◆ Assignment
What is needed is an exact copy of the lines in the listing below, from the one with "Generate static files" up to and including the one with "async fn main()", with no other lines.

Top of Supplied records

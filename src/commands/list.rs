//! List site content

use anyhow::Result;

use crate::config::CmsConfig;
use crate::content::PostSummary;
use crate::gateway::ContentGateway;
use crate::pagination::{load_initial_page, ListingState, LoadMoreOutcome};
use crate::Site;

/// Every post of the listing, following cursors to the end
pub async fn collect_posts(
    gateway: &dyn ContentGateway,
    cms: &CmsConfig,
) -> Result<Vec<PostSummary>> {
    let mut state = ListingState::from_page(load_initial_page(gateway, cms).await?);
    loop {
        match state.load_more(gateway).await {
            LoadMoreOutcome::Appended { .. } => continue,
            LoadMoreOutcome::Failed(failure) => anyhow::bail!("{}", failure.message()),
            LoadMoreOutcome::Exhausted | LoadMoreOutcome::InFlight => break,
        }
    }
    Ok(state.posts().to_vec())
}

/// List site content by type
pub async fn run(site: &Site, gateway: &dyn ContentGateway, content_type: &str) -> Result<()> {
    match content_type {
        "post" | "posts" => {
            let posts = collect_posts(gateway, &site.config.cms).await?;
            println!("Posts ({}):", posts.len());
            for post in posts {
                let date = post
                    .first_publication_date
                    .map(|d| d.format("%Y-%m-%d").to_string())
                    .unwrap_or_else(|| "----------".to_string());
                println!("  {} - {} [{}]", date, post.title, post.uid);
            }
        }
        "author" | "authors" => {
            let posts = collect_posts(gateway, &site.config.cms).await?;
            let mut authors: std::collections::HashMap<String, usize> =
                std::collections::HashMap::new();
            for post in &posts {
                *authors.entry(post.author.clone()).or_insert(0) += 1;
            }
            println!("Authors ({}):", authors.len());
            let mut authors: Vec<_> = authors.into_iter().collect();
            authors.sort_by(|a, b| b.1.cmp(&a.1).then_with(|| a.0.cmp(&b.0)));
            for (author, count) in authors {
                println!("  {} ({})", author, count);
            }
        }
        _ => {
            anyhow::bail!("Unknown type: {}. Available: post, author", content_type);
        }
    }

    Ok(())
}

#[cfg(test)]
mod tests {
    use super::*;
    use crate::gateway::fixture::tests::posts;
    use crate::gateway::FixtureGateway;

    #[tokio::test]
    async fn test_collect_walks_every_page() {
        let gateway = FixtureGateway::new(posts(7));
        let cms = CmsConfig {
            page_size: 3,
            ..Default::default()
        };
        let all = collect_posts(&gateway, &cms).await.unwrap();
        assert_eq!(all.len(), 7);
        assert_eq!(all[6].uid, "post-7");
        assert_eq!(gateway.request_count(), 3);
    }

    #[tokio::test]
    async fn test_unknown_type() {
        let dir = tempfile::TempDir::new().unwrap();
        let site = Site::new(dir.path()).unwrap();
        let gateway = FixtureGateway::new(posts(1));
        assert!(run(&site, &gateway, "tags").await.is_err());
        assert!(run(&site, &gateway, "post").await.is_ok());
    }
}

Bottom of Supplied records
Top of Supplied records

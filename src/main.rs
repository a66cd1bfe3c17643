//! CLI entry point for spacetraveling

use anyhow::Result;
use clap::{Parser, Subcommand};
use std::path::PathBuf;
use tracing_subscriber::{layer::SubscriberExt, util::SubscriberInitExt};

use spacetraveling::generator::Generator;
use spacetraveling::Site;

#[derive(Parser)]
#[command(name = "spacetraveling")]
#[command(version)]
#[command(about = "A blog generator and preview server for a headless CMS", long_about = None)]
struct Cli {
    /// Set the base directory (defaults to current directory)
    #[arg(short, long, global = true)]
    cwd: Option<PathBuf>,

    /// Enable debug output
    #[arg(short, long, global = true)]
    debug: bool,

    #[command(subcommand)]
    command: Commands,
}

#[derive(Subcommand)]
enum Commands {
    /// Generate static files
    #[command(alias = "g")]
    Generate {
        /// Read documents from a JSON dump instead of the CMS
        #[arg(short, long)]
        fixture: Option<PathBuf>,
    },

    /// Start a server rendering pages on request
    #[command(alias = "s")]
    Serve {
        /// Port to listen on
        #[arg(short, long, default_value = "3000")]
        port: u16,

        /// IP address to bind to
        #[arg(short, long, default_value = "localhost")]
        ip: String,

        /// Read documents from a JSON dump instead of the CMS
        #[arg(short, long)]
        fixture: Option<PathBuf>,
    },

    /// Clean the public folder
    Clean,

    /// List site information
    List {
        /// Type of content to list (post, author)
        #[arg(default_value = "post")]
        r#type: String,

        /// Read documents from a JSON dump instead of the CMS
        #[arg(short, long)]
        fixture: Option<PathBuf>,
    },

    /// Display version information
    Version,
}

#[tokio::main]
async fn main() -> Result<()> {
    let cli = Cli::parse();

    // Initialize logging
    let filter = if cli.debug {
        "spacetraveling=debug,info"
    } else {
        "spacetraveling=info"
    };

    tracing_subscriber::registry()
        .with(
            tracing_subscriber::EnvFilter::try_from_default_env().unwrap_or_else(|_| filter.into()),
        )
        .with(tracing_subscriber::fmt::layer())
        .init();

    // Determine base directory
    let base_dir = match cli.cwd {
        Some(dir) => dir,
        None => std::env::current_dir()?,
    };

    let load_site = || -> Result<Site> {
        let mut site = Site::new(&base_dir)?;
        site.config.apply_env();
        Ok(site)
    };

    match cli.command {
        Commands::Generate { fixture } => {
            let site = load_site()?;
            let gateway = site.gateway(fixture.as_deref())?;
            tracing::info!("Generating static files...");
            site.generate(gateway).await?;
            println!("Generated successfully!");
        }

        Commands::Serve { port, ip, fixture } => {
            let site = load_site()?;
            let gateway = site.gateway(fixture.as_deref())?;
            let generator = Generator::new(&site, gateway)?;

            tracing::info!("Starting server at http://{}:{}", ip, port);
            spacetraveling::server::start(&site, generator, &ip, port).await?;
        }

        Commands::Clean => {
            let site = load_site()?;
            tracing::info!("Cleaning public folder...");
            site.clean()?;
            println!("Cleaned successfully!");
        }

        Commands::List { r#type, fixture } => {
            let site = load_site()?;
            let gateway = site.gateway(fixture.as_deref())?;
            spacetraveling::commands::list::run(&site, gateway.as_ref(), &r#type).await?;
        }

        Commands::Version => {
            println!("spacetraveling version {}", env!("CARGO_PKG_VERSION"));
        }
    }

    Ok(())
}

Bottom of Supplied records

◆ Your response
    /// Generate static files
    #[command(alias = "g")]
    Generate {
        /// Read documents from a JSON dump instead of the CMS
        #[arg(short, long)]
        fixture: Option<PathBuf>,
    },

    /// Start a server rendering pages on request
    #[command(alias = "s")]
    Serve {
        /// Port to listen on
        #[arg(short, long, default_value = "3000")]
        port: u16,

        /// IP address to bind to
        #[arg(short, long, default_value = "localhost")]
        ip: String,

        /// Read documents from a JSON dump instead of the CMS
        #[arg(short, long)]
        fixture: Option<PathBuf>,
    },

    /// Clean the public folder
    Clean,

    /// List site information
    List {
        /// Type of content to list (post, author)
        #[arg(default_value = "post")]
        r#type: String,

        /// Read documents from a JSON dump instead of the CMS
        #[arg(short, long)]
        fixture: Option<PathBuf>,
    },

    /// Display version information
    Version,
}

#[tokio::main]
async fn main() -> Result<()> {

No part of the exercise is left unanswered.